Out of the listing below, copy every line that carries the string "bool".

— INFORMATION —
%%

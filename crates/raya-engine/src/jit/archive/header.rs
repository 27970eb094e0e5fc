//! Versioned archive header and the append-only entry catalog.

use super::error::{ArchiveError, ArchiveResult};
use super::io::{ArchiveReader, ArchiveWriter};

/// On-disk format version. Bumping this is a breaking change; a mismatched
/// header causes the archive to be treated as absent rather than failing the
/// process (see `mod.rs::SharedCodeArchive::open_read`).
pub const FORMAT_VERSION: u32 = 1;

/// Fixed byte size of [`Header`] on disk.
pub const HEADER_SIZE: usize = 6 * 4;

/// Versioned header at offset 0 of the archive file.
#[derive(Debug, Clone, Copy, PartialEq, Eq)]
pub struct Header {
    pub version: u32,
    pub entries_count: u32,
    pub total_size: u32,
    pub entries_offset: u32,
    pub strings_count: u32,
    pub strings_offset: u32,
}

impl Header {
    pub fn encode(&self, writer: &mut ArchiveWriter) -> ArchiveResult<()> {
        writer.emit_u32(self.version)?;
        writer.emit_u32(self.entries_count)?;
        writer.emit_u32(self.total_size)?;
        writer.emit_u32(self.entries_offset)?;
        writer.emit_u32(self.strings_count)?;
        writer.emit_u32(self.strings_offset)
    }

    pub fn decode(bytes: &[u8]) -> ArchiveResult<Self> {
        if bytes.len() < HEADER_SIZE {
            return Err(ArchiveError::OutOfBounds { offset: 0, size: bytes.len() });
        }
        let mut r = ArchiveReader::new(&bytes[..HEADER_SIZE]);
        Ok(Header {
            version: r.read_u32()?,
            entries_count: r.read_u32()?,
            total_size: r.read_u32()?,
            entries_offset: r.read_u32()?,
            strings_count: r.read_u32()?,
            strings_offset: r.read_u32()?,
        })
    }
}

/// Kind of artifact an [`Entry`] describes.
#[derive(Debug, Clone, Copy, PartialEq, Eq)]
pub enum EntryKind {
    /// Reserved; never emitted by this implementation.
    None,
    /// A trampoline stub (`jit::runtime::trampoline`).
    Stub,
    /// The single exception/deopt blob.
    Blob,
    /// A compiled function (`ExecutableCode`).
    Code,
}

impl EntryKind {
    pub fn to_u32(self) -> u32 {
        match self {
            EntryKind::None => 0,
            EntryKind::Stub => 1,
            EntryKind::Blob => 2,
            EntryKind::Code => 3,
        }
    }

    pub fn from_u32(value: u32) -> ArchiveResult<Self> {
        match value {
            0 => Ok(EntryKind::None),
            1 => Ok(EntryKind::Stub),
            2 => Ok(EntryKind::Blob),
            3 => Ok(EntryKind::Code),
            _ => Err(ArchiveError::MalformedEntry(value as usize)),
        }
    }
}

/// Sentinel id for the single supported exception/deopt blob. Only one blob
/// kind is supported today; widening the id space (rather than `EntryKind`)
/// is the extension point if more are needed later.
pub const BLOB_ID: u32 = 999;

/// Fixed byte size of one [`Entry`] record on disk.
pub const ENTRY_SIZE: usize = 13 * 4;

/// Immutable positional record describing one archived artifact.
///
/// `idx` always equals the entry's position in the catalog array — this is
/// an invariant maintained by [`EntryCatalog::push`], never by the caller.
#[derive(Debug, Clone, Copy)]
pub struct Entry {
    pub kind: EntryKind,
    pub id: u32,
    pub idx: u32,
    pub offset: u32,
    pub size: u32,
    pub name_offset: u32,
    pub name_size: u32,
    pub code_offset: u32,
    pub code_size: u32,
    pub reloc_offset: u32,
    pub reloc_size: u32,
    pub decompile: u32,
    pub not_entrant: bool,
}

impl Entry {
    pub fn encode(&self, writer: &mut ArchiveWriter) -> ArchiveResult<()> {
        writer.emit_u32(self.offset)?;
        writer.emit_u32(self.size)?;
        writer.emit_u32(self.name_offset)?;
        writer.emit_u32(self.name_size)?;
        writer.emit_u32(self.code_offset)?;
        writer.emit_u32(self.code_size)?;
        writer.emit_u32(self.reloc_offset)?;
        writer.emit_u32(self.reloc_size)?;
        writer.emit_u32(self.kind.to_u32())?;
        writer.emit_u32(self.id)?;
        writer.emit_u32(self.idx)?;
        writer.emit_u32(self.decompile)?;
        writer.emit_u32(self.not_entrant as u32)
    }

    pub fn decode(reader: &mut ArchiveReader) -> ArchiveResult<Self> {
        let offset = reader.read_u32()?;
        let size = reader.read_u32()?;
        let name_offset = reader.read_u32()?;
        let name_size = reader.read_u32()?;
        let code_offset = reader.read_u32()?;
        let code_size = reader.read_u32()?;
        let reloc_offset = reader.read_u32()?;
        let reloc_size = reader.read_u32()?;
        let kind = EntryKind::from_u32(reader.read_u32()?)?;
        let id = reader.read_u32()?;
        let idx = reader.read_u32()?;
        let decompile = reader.read_u32()?;
        let not_entrant = reader.read_u32()? != 0;
        Ok(Entry {
            kind,
            id,
            idx,
            offset,
            size,
            name_offset,
            name_size,
            code_offset,
            code_size,
            reloc_offset,
            reloc_size,
            decompile,
            not_entrant,
        })
    }

    /// Validate that every block this entry names lies within `[offset, offset + size)`,
    /// which must itself lie within `[0, total_size)`.
    pub fn validate(&self, total_size: u32) -> ArchiveResult<()> {
        let entry_end = self.offset.checked_add(self.size).ok_or(ArchiveError::MalformedEntry(self.idx as usize))?;
        if entry_end > total_size {
            return Err(ArchiveError::MalformedEntry(self.idx as usize));
        }
        let blocks = [
            (self.name_offset, self.name_size),
            (self.code_offset, self.code_size),
            (self.reloc_offset, self.reloc_size),
        ];
        for (block_offset, block_size) in blocks {
            if block_size == 0 {
                continue;
            }
            let block_end = block_offset
                .checked_add(block_size)
                .ok_or(ArchiveError::MalformedEntry(self.idx as usize))?;
            if block_offset < self.offset || block_end > entry_end {
                return Err(ArchiveError::MalformedEntry(self.idx as usize));
            }
        }
        Ok(())
    }
}

/// Append-only, in-memory list of entries accumulated during write and
/// flushed (aligned) at close; on read, the entry table is simply the
/// on-disk array viewed in place.
#[derive(Default)]
pub struct EntryCatalog {
    entries: Vec<Entry>,
}

impl EntryCatalog {
    pub fn new() -> Self {
        EntryCatalog::default()
    }

    /// Append an entry, assigning its `idx` to its array position.
    pub fn push(&mut self, mut entry: Entry) -> u32 {
        let idx = self.entries.len() as u32;
        entry.idx = idx;
        self.entries.push(entry);
        idx
    }

    pub fn len(&self) -> usize {
        self.entries.len()
    }

    pub fn is_empty(&self) -> bool {
        self.entries.is_empty()
    }

    pub fn get(&self, idx: usize) -> Option<&Entry> {
        self.entries.get(idx)
    }

    pub fn get_mut(&mut self, idx: usize) -> Option<&mut Entry> {
        self.entries.get_mut(idx)
    }

    pub fn iter(&self) -> impl Iterator<Item = &Entry> {
        self.entries.iter()
    }

    /// Linear scan for the most specific match; archives top out at a few
    /// thousand entries (this is the JIT's own stub/blob/function
    /// population, not a general-purpose code corpus), so a binary search
    /// index isn't worth the complexity.
    ///
    /// For `kind == Code`, `decompile` must also match and `not_entrant`
    /// entries are skipped.
    pub fn find(&self, kind: EntryKind, id: u32, decompile: Option<u32>) -> Option<&Entry> {
        self.entries.iter().find(|e| {
            if e.kind != kind || e.id != id {
                return false;
            }
            if kind == EntryKind::Code {
                if e.not_entrant {
                    return false;
                }
                if let Some(decompile) = decompile {
                    if e.decompile != decompile {
                        return false;
                    }
                }
            }
            true
        })
    }

    pub fn encode_all(&self, writer: &mut ArchiveWriter) -> ArchiveResult<()> {
        for entry in &self.entries {
            entry.encode(writer)?;
        }
        Ok(())
    }

    pub fn decode_all(bytes: &[u8], count: u32) -> ArchiveResult<Self> {
        let mut reader = ArchiveReader::new(bytes);
        let mut entries = Vec::with_capacity(count as usize);
        for expected_idx in 0..count {
            let entry = Entry::decode(&mut reader)?;
            if entry.idx != expected_idx {
                return Err(ArchiveError::MalformedEntry(expected_idx as usize));
            }
            entries.push(entry);
        }
        Ok(EntryCatalog { entries })
    }
}

#[cfg(test)]
mod tests {
    use super::*;

    fn dummy_entry(kind: EntryKind, id: u32, decompile: u32, not_entrant: bool) -> Entry {
        Entry {
            kind,
            id,
            idx: 0,
            offset: 0,
            size: 16,
            name_offset: 0,
            name_size: 4,
            code_offset: 4,
            code_size: 8,
            reloc_offset: 12,
            reloc_size: 4,
            decompile,
            not_entrant,
        }
    }

    #[test]
    fn push_assigns_sequential_idx() {
        let mut cat = EntryCatalog::new();
        let i0 = cat.push(dummy_entry(EntryKind::Stub, 1, 0, false));
        let i1 = cat.push(dummy_entry(EntryKind::Stub, 2, 0, false));
        assert_eq!(i0, 0);
        assert_eq!(i1, 1);
        assert_eq!(cat.get(0).unwrap().idx, 0);
        assert_eq!(cat.get(1).unwrap().idx, 1);
    }

    #[test]
    fn find_skips_not_entrant_code() {
        let mut cat = EntryCatalog::new();
        cat.push(dummy_entry(EntryKind::Code, 42, 0, true));
        assert!(cat.find(EntryKind::Code, 42, Some(0)).is_none());
    }

    #[test]
    fn find_keys_code_by_decompile_generation() {
        let mut cat = EntryCatalog::new();
        cat.push(dummy_entry(EntryKind::Code, 42, 0, false));
        cat.push(dummy_entry(EntryKind::Code, 42, 1, false));
        assert_eq!(cat.find(EntryKind::Code, 42, Some(0)).unwrap().decompile, 0);
        assert_eq!(cat.find(EntryKind::Code, 42, Some(1)).unwrap().decompile, 1);
    }

    #[test]
    fn header_roundtrip() {
        let header = Header {
            version: FORMAT_VERSION,
            entries_count: 3,
            total_size: 1024,
            entries_offset: 512,
            strings_count: 2,
            strings_offset: 900,
        };
        let mut store = super::super::io::StoreBuffer::new(64);
        {
            let mut w = ArchiveWriter::new(&mut store);
            header.encode(&mut w).unwrap();
        }
        let bytes = store.into_bytes();
        let decoded = Header::decode(&bytes).unwrap();
        assert_eq!(decoded, header);
    }

    #[test]
    fn entry_validate_rejects_block_outside_entry_bounds() {
        let mut entry = dummy_entry(EntryKind::Stub, 1, 0, false);
        entry.code_offset = 100; // outside [offset, offset+size)
        assert!(entry.validate(1024).is_err());
    }

    #[test]
    fn entry_validate_rejects_entry_outside_total_size() {
        let entry = dummy_entry(EntryKind::Stub, 1, 0, false);
        assert!(entry.validate(8).is_err());
    }
}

%%

— WRITTEN REPLY —
    pub not_entrant: bool,
    pub fn is_empty(&self) -> bool {
    fn dummy_entry(kind: EntryKind, id: u32, decompile: u32, not_entrant: bool) -> Entry {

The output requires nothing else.